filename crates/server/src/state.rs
//! Application state shared across handlers.

use dss_core::config::AppConfig;
use dss_core::{RandomNameGenerator, StorageNameGenerator};
use dss_metadata::MetadataStore;
use dss_storage::ObjectStore;
use std::sync::Arc;

/// Shared application state.
#[derive(Clone)]
pub struct AppState {
    /// Application configuration.
    pub config: Arc<AppConfig>,
    /// Blob store.
    pub storage: Arc<dyn ObjectStore>,
    /// Catalog and token store.
    pub metadata: Arc<dyn MetadataStore>,
    /// Source of storage names for new uploads.
    pub names: Arc<dyn StorageNameGenerator>,
}

impl AppState {
    /// Create a new application state with random storage names.
    pub fn new(
        config: AppConfig,
        storage: Arc<dyn ObjectStore>,
        metadata: Arc<dyn MetadataStore>,
    ) -> Self {
        Self {
            config: Arc::new(config),
            storage,
            metadata,
            names: Arc::new(RandomNameGenerator),
        }
    }

    /// Replace the storage name generator.
    pub fn with_name_generator(mut self, names: Arc<dyn StorageNameGenerator>) -> Self {
        self.names = names;
        self
    }
}
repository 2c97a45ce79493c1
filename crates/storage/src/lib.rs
//! Blob storage for DSS.
//!
//! This crate provides:
//! - The `ObjectStore` abstraction over a store addressed by generated names
//! - Staged uploads that only become visible once committed
//! - `TeeUpload`, which hashes, counts, and stages a body in one pass
//! - The local filesystem backend

pub mod backends;
pub mod error;
pub mod tee;
pub mod traits;

pub use backends::filesystem::FilesystemBackend;
pub use error::{StorageError, StorageResult};
pub use tee::{StagedBlob, TeeUpload, digest_stream};
pub use traits::{ByteStream, ObjectMeta, ObjectStore, StreamingUpload};

use dss_core::config::StorageConfig;
use std::sync::Arc;

/// Create an object store from configuration.
pub async fn from_config(config: &StorageConfig) -> StorageResult<Arc<dyn ObjectStore>> {
    config.validate().map_err(StorageError::Config)?;
    let backend = FilesystemBackend::new(&config.path).await?;
    Ok(Arc::new(backend))
}
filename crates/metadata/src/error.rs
//! Catalog errors.

use thiserror::Error;

/// Catalog and token store errors.
#[derive(Debug, Error)]
pub enum MetadataError {
    /// An update matched no row.
    #[error("not found: {0}")]
    NotFound(String),

    /// A unique column (`files.storage_path`, `tokens.token_hash`) already
    /// holds the value.
    #[error("already exists: {0}")]
    AlreadyExists(String),

    #[error("database error: {0}")]
    Database(#[from] sqlx::Error),

    #[error("catalog configuration: {0}")]
    Config(String),

    /// The JSON `tags` column could not be read or written.
    #[error("tags column: {0}")]
    Tags(String),
}

pub type MetadataResult<T> = std::result::Result<T, MetadataError>;
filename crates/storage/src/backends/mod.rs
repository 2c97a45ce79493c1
//! Storage backend implementations.

pub mod filesystem;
......
The problem: Please return the span of lines above that opens with the one containing "matched no row." and closes with the final line, both included, exactly as written and nothing more.

Exercise output:
    /// An update matched no row.
    #[error("not found: {0}")]
    NotFound(String),

    /// A unique column (`files.storage_path`, `tokens.token_hash`) already
    /// holds the value.
    #[error("already exists: {0}")]
    AlreadyExists(String),

    #[error("database error: {0}")]
    Database(#[from] sqlx::Error),

    #[error("catalog configuration: {0}")]
    Config(String),

    /// The JSON `tags` column could not be read or written.
    #[error("tags column: {0}")]
    Tags(String),
}

pub type MetadataResult<T> = std::result::Result<T, MetadataError>;
filename crates/storage/src/backends/mod.rs
repository 2c97a45ce79493c1
//! Storage backend implementations.

pub mod filesystem;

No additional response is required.